- _Work to complete_: Once the line containing "fn label(self) ->" is found in the records below, return it and each following line exactly, up to and including the line containing "pub fn advance(&mut", and nothing else.

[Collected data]
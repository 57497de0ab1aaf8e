//! CONNECT interception and protocol-upgrade tunnels.
//!
//! # Data Flow
//! ```text
//! CONNECT host:port
//!     → resolve (TLS scheme) → server_options → pool.obtain → Connected
//!     → "200 Connection Established" to the client
//!     → TLS accept on the client socket (bytes buffered behind the CONNECT
//!       head are replayed into the handshake)
//!     → Connection event → pool.reclaim(outbound)
//!     → decrypted stream served as a fresh inbound pipeline
//!
//! Upgrade (101)
//!     → both directions relay raw bytes through their transforms
//!     → outbound adopted, never pooled again
//! ```
//!
//! # States
//! `Requested → Connecting → Established → (TlsHandshake) → Active → Released`

use std::sync::Arc;

use tokio::io::AsyncWriteExt;

use crate::error::ProxyError;
use crate::events::{DecryptedConnection, ProxyEvent, TransactionId};
use crate::http::RequestHead;
use crate::net::connection::ConnectionId;
use crate::net::io::PrefixedIo;
use crate::net::tls;
use crate::observability::metrics;
use crate::proxy::inbound::InboundConnection;
use crate::proxy::transaction::{announce_connected, resolve_destination};
use crate::proxy::{serve_inbound, ProxyInner};

/// The only status line the proxy ever writes on its own.
pub const CONNECT_ESTABLISHED: &[u8] = b"HTTP/1.1 200 Connection Established\r\n\r\n";

#[derive(Debug, Clone, Copy, PartialEq, Eq)]
pub enum TunnelKind {
    /// `CONNECT`, intercepted and TLS-terminated.
    Connect,
    /// `101 Switching Protocols` on a regular request.
    Upgrade,
}

impl TunnelKind {
    fn label(self) -> &'static str {
        match self {
            TunnelKind::Connect => "connect",
            TunnelKind::Upgrade => "upgrade",
        }
    }
}

#[derive(Debug, Clone, Copy, PartialEq, Eq)]
pub enum TunnelState {
    Requested,
    Connecting,
    Established,
    /// CONNECT only.
    TlsHandshake,
    Active,
    Released,
}

impl TunnelState {
    pub fn can_advance_to(self, next: TunnelState, kind: TunnelKind) -> bool {
        use TunnelState::*;
        match (self, next) {
            (Requested, Connecting) | (Connecting, Established) | (Active, Released) => true,
            (Established, TlsHandshake) | (TlsHandshake, Active) => kind == TunnelKind::Connect,
            (Established, Active) => kind == TunnelKind::Upgrade,
            _ => false,
        }
    }
}

/// Lifecycle of one tunnel.
#[derive(Debug)]
pub struct TunnelSession {
    transaction: TransactionId,
    kind: TunnelKind,
    state: TunnelState,
    authority: String,
}

impl TunnelSession {
    pub fn new(transaction: TransactionId, kind: TunnelKind, authority: impl Into<String>) -> Self {
        Self {
            transaction,
            kind,
            state: TunnelState::Requested,
            authority: authority.into(),
        }
    }

    pub fn state(&self) -> TunnelState {
        self.state
    }

    pub fn kind(&self) -> TunnelKind {
        self.kind
    }

    pub fn advance(&mut self, next: TunnelState) -> Result<(), ProxyError> {
        if !self.state.can_advance_to(next, self.kind) {
            return Err(ProxyError::Protocol(format!(
                "illegal {} tunnel transition {:?} -> {:?}",
                self.kind.label(),
                self.state,
                next
            )));
        }
        tracing::trace!(
            transaction_id = %self.transaction,
            authority = %self.authority,
            from = ?self.state,
            to = ?next,
            "Tunnel state"
        );
        self.state = next;
        if next == TunnelState::Active {
            metrics::record_tunnel(self.kind.label());
        }
        Ok(())
    }
}

/// Intercept a CONNECT: answer it, terminate the client's TLS and serve the
/// decrypted stream. Returns once the decrypted connection is finished.
///
/// Ordering:
/// - `Connection` is emitted after the client handshake completes, not
///   before the `200` line, so it can carry the negotiated SNI and ALPN.
/// - Bytes the client sent right behind the CONNECT head are replayed into
///   the TLS acceptor rather than written to the origin connection. They are
///   the start of the client's handshake, and the origin connection stays
///   unused until it is reclaimed for the decrypted requests.
pub(crate) async fn intercept_connect(
    inner: Arc<ProxyInner>,
    inbound: InboundConnection,
    request: RequestHead,
) -> Result<(), ProxyError> {
    let request = Arc::new(request);
    let mut session = TunnelSession::new(TransactionId::new(), TunnelKind::Connect, request.target.as_str());
    inner.events.emit(&ProxyEvent::Request(Arc::clone(&request)));

    session.advance(TunnelState::Connecting)?;
    let (destination, options) = resolve_destination(&inner, &request, inbound.tls).await?;
    let mut outbound = inner.pool.obtain(&destination, &options).await?;
    outbound.reader.attach_mirror();
    session.advance(TunnelState::Established)?;

    if !announce_connected(&inner, &outbound, &request) {
        inner.pool.discard(outbound);
        return Ok(());
    }

    let server_config = match inner
        .hooks
        .resolve_client_options(&request)
        .await
        .and_then(|options| options.into_server_config(&inner.default_tls))
    {
        Ok(config) => config,
        Err(e) => {
            inner.pool.reclaim(outbound);
            return Err(e);
        }
    };

    let InboundConnection {
        id: parent,
        peer,
        reader,
        mut writer,
        ..
    } = inbound;

    if let Err(e) = writer.write_all(CONNECT_ESTABLISHED).await {
        inner.pool.reclaim(outbound);
        return Err(ProxyError::inbound(e));
    }
    if let Err(e) = writer.flush().await {
        inner.pool.reclaim(outbound);
        return Err(ProxyError::inbound(e));
    }

    let (read_half, buffered) = reader.into_parts();
    let client_io = PrefixedIo::new(buffered, read_half.unsplit(writer));

    session.advance(TunnelState::TlsHandshake)?;
    let stream = match tls::accept(server_config, client_io, inner.config.timeouts.handshake()).await {
        Ok(stream) => stream,
        Err(e) => {
            // The outbound side never carried a byte; it is still healthy.
            inner.pool.reclaim(outbound);
            return Err(e);
        }
    };

    let (_, tls_session) = stream.get_ref();
    let decrypted = DecryptedConnection {
        id: ConnectionId::new(),
        parent,
        peer_addr: peer,
        authority: request.target.clone(),
        server_name: tls_session.server_name().map(str::to_string),
        alpn_protocol: tls_session.alpn_protocol().map(<[u8]>::to_vec),
    };

    session.advance(TunnelState::Active)?;
    inner.events.emit(&ProxyEvent::Connection(decrypted.clone()));
    inner.pool.reclaim(outbound);

    tracing::debug!(
        connection_id = %decrypted.id,
        parent = %parent,
        authority = %decrypted.authority,
        sni = ?decrypted.server_name,
        "Serving decrypted tunnel"
    );
    serve_inbound(Arc::clone(&inner), Box::new(stream), peer, decrypted.id, true).await;

    session.advance(TunnelState::Released)
}
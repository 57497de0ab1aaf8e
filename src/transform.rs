//! Byte transforms applied to each direction of a transaction.
//!
//! A transform sees the raw mirrored bytes of one direction (head included)
//! and returns what should be written to the peer instead. Output length and
//! timing may differ from input; framing headers are not rewritten, so a
//! length-changing transform on a sized body must fix `Content-Length` itself
//! or use chunked/close-delimited messages.

use async_trait::async_trait;
use bytes::{Bytes, BytesMut};
use tokio::io::{AsyncWrite, AsyncWriteExt};

use crate::error::{Direction, ProxyError, Side, TransformError};
use crate::mirror::MirrorTap;

/// Duplex byte transform for one direction of one transaction.
#[async_trait]
pub trait Transform: Send {
    /// Transform one chunk. Returning an empty buffer holds output back.
    async fn transform(&mut self, chunk: Bytes) -> Result<Bytes, TransformError>;

    /// Called once at end of stream; returns whatever was held back.
    async fn flush(&mut self) -> Result<Bytes, TransformError> {
        Ok(Bytes::new())
    }
}

pub type BoxTransform = Box<dyn Transform>;

/// Passes bytes through untouched.
#[derive(Debug, Clone, Copy, Default)]
pub struct Identity;

#[async_trait]
impl Transform for Identity {
    async fn transform(&mut self, chunk: Bytes) -> Result<Bytes, TransformError> {
        Ok(chunk)
    }
}

/// Streaming literal replacement that also matches across chunk boundaries.
///
/// Up to `needle.len() - 1` trailing bytes are held back between chunks.
#[derive(Debug, Clone)]
pub struct Replace {
    needle: Bytes,
    replacement: Bytes,
    carry: BytesMut,
}

impl Replace {
    pub fn new(needle: impl Into<Bytes>, replacement: impl Into<Bytes>) -> Self {
        Self {
            needle: needle.into(),
            replacement: replacement.into(),
            carry: BytesMut::new(),
        }
    }
}

#[async_trait]
impl Transform for Replace {
    async fn transform(&mut self, chunk: Bytes) -> Result<Bytes, TransformError> {
        if self.needle.is_empty() {
            return Ok(chunk);
        }
        self.carry.extend_from_slice(&chunk);
        let buf = self.carry.split().freeze();

        let mut out = BytesMut::with_capacity(buf.len());
        let mut pos = 0;
        while let Some(found) = find(&buf[pos..], &self.needle) {
            out.extend_from_slice(&buf[pos..pos + found]);
            out.extend_from_slice(&self.replacement);
            pos += found + self.needle.len();
        }

        // Anything that could still be the start of a match stays in carry.
        let keep = (self.needle.len() - 1).min(buf.len() - pos);
        let emit_to = buf.len() - keep;
        out.extend_from_slice(&buf[pos..emit_to]);
        self.carry.extend_from_slice(&buf[emit_to..]);
        Ok(out.freeze())
    }

    async fn flush(&mut self) -> Result<Bytes, TransformError> {
        Ok(self.carry.split().freeze())
    }
}

fn find(haystack: &[u8], needle: &[u8]) -> Option<usize> {
    haystack
        .windows(needle.len())
        .position(|window| window == needle)
}

/// Adapts a synchronous chunk function into a transform.
pub fn from_fn<F>(f: F) -> FnTransform<F>
where
    F: FnMut(Bytes) -> Result<Bytes, TransformError> + Send,
{
    FnTransform(f)
}

pub struct FnTransform<F>(F);

#[async_trait]
impl<F> Transform for FnTransform<F>
where
    F: FnMut(Bytes) -> Result<Bytes, TransformError> + Send,
{
    async fn transform(&mut self, chunk: Bytes) -> Result<Bytes, TransformError> {
        (self.0)(chunk)
    }
}

/// Drive one direction: mirrored bytes from `tap` through `transform` into
/// `dst`. Ends when the mirror is unpiped; the transform is flushed and `dst`
/// is flushed but left open. Returns bytes written.
pub(crate) async fn run_stage<W>(
    mut tap: MirrorTap,
    mut transform: BoxTransform,
    dst: &mut W,
    direction: Direction,
) -> Result<u64, ProxyError>
where
    W: AsyncWrite + Unpin + ?Sized,
{
    let side = match direction {
        Direction::Request => Side::Outbound,
        Direction::Response => Side::Inbound,
    };
    let mut written = 0u64;

    while let Some(chunk) = tap.recv().await {
        let out = transform
            .transform(chunk)
            .await
            .map_err(|source| ProxyError::Transform { direction, source })?;
        if !out.is_empty() {
            dst.write_all(&out)
                .await
                .map_err(|e| ProxyError::connection(side, e))?;
            written += out.len() as u64;
        }
    }

    let tail = transform
        .flush()
        .await
        .map_err(|source| ProxyError::Transform { direction, source })?;
    if !tail.is_empty() {
        dst.write_all(&tail)
            .await
            .map_err(|e| ProxyError::connection(side, e))?;
        written += tail.len() as u64;
    }
    dst.flush()
        .await
        .map_err(|e| ProxyError::connection(side, e))?;
    Ok(written)
}

#[cfg(test)]
mod tests {
    use super::*;
    use crate::mirror::Mirror;

    async fn run_chunks(transform: &mut dyn Transform, chunks: &[&'static str]) -> String {
        let mut out = Vec::new();
        for chunk in chunks {
            let piece = transform.transform(Bytes::from_static(chunk.as_bytes())).await;
            out.extend_from_slice(&piece.unwrap());
        }
        out.extend_from_slice(&transform.flush().await.unwrap());
        String::from_utf8(out).unwrap()
    }

    #[tokio::test]
    async fn replace_within_one_chunk() {
        let mut t = Replace::new("Hello world", "HELLO WORLD");
        assert_eq!(
            run_chunks(&mut t, &["say Hello world twice: Hello world"]).await,
            "say HELLO WORLD twice: HELLO WORLD"
        );
    }

    #[tokio::test]
    async fn replace_across_chunk_boundaries() {
        let mut t = Replace::new("Hello world", "HELLO EVERYBODY");
        assert_eq!(
            run_chunks(&mut t, &["echo: Hel", "lo wo", "rld\r\n"]).await,
            "echo: HELLO EVERYBODY\r\n"
        );
    }

    #[tokio::test]
    async fn replace_holds_back_only_possible_prefixes() {
        let mut t = Replace::new("abc", "x");
        let first = t.transform(Bytes::from_static(b"12345ab")).await.unwrap();
        assert_eq!(&first[..], b"12345");
        let second = t.transform(Bytes::from_static(b"d")).await.unwrap();
        assert_eq!(&second[..], b"a");
        assert_eq!(&t.flush().await.unwrap()[..], b"bd");
    }

    #[tokio::test]
    async fn stage_forwards_backlog_and_flushes_tail() {
        let mut mirror = Mirror::new();
        mirror.push(Bytes::from_static(b"GET / HTTP/1.1\r\necho: Hello ")).await;
        let tap = mirror.pipe();
        mirror.push(Bytes::from_static(b"world\r\n\r\n")).await;
        mirror.unpipe();

        let mut out = Vec::new();
        let written = run_stage(
            tap,
            Box::new(Replace::new("Hello world", "HELLO EVERYBODY")),
            &mut out,
            Direction::Request,
        )
        .await
        .unwrap();

        assert_eq!(out, b"GET / HTTP/1.1\r\necho: HELLO EVERYBODY\r\n\r\n");
        assert_eq!(written, out.len() as u64);
    }

    #[tokio::test]
    async fn failing_transform_reports_direction() {
        let mut mirror = Mirror::new();
        let tap = mirror.pipe();
        mirror.push(Bytes::from_static(b"boom")).await;
        mirror.unpipe();

        let failing = from_fn(|_| Err(TransformError::new("refused")));
        let err = run_stage(tap, Box::new(failing), &mut Vec::<u8>::new(), Direction::Response)
            .await
            .unwrap_err();
        assert!(matches!(
            err,
            ProxyError::Transform {
                direction: Direction::Response,
                ..
            }
        ));
    }
}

- _Exercise solution_:
    fn label(self) -> &'static str {
        match self {
            TunnelKind::Connect => "connect",
            TunnelKind::Upgrade => "upgrade",
        }
    }
}

#[derive(Debug, Clone, Copy, PartialEq, Eq)]
pub enum TunnelState {
    Requested,
    Connecting,
    Established,
    /// CONNECT only.
    TlsHandshake,
    Active,
    Released,
}

impl TunnelState {
    pub fn can_advance_to(self, next: TunnelState, kind: TunnelKind) -> bool {
        use TunnelState::*;
        match (self, next) {
            (Requested, Connecting) | (Connecting, Established) | (Active, Released) => true,
            (Established, TlsHandshake) | (TlsHandshake, Active) => kind == TunnelKind::Connect,
            (Established, Active) => kind == TunnelKind::Upgrade,
            _ => false,
        }
    }
}

/// Lifecycle of one tunnel.
#[derive(Debug)]
pub struct TunnelSession {
    transaction: TransactionId,
    kind: TunnelKind,
    state: TunnelState,
    authority: String,
}

impl TunnelSession {
    pub fn new(transaction: TransactionId, kind: TunnelKind, authority: impl Into<String>) -> Self {
        Self {
            transaction,
            kind,
            state: TunnelState::Requested,
            authority: authority.into(),
        }
    }

    pub fn state(&self) -> TunnelState {
        self.state
    }

    pub fn kind(&self) -> TunnelKind {
        self.kind
    }

    pub fn advance(&mut self, next: TunnelState) -> Result<(), ProxyError> {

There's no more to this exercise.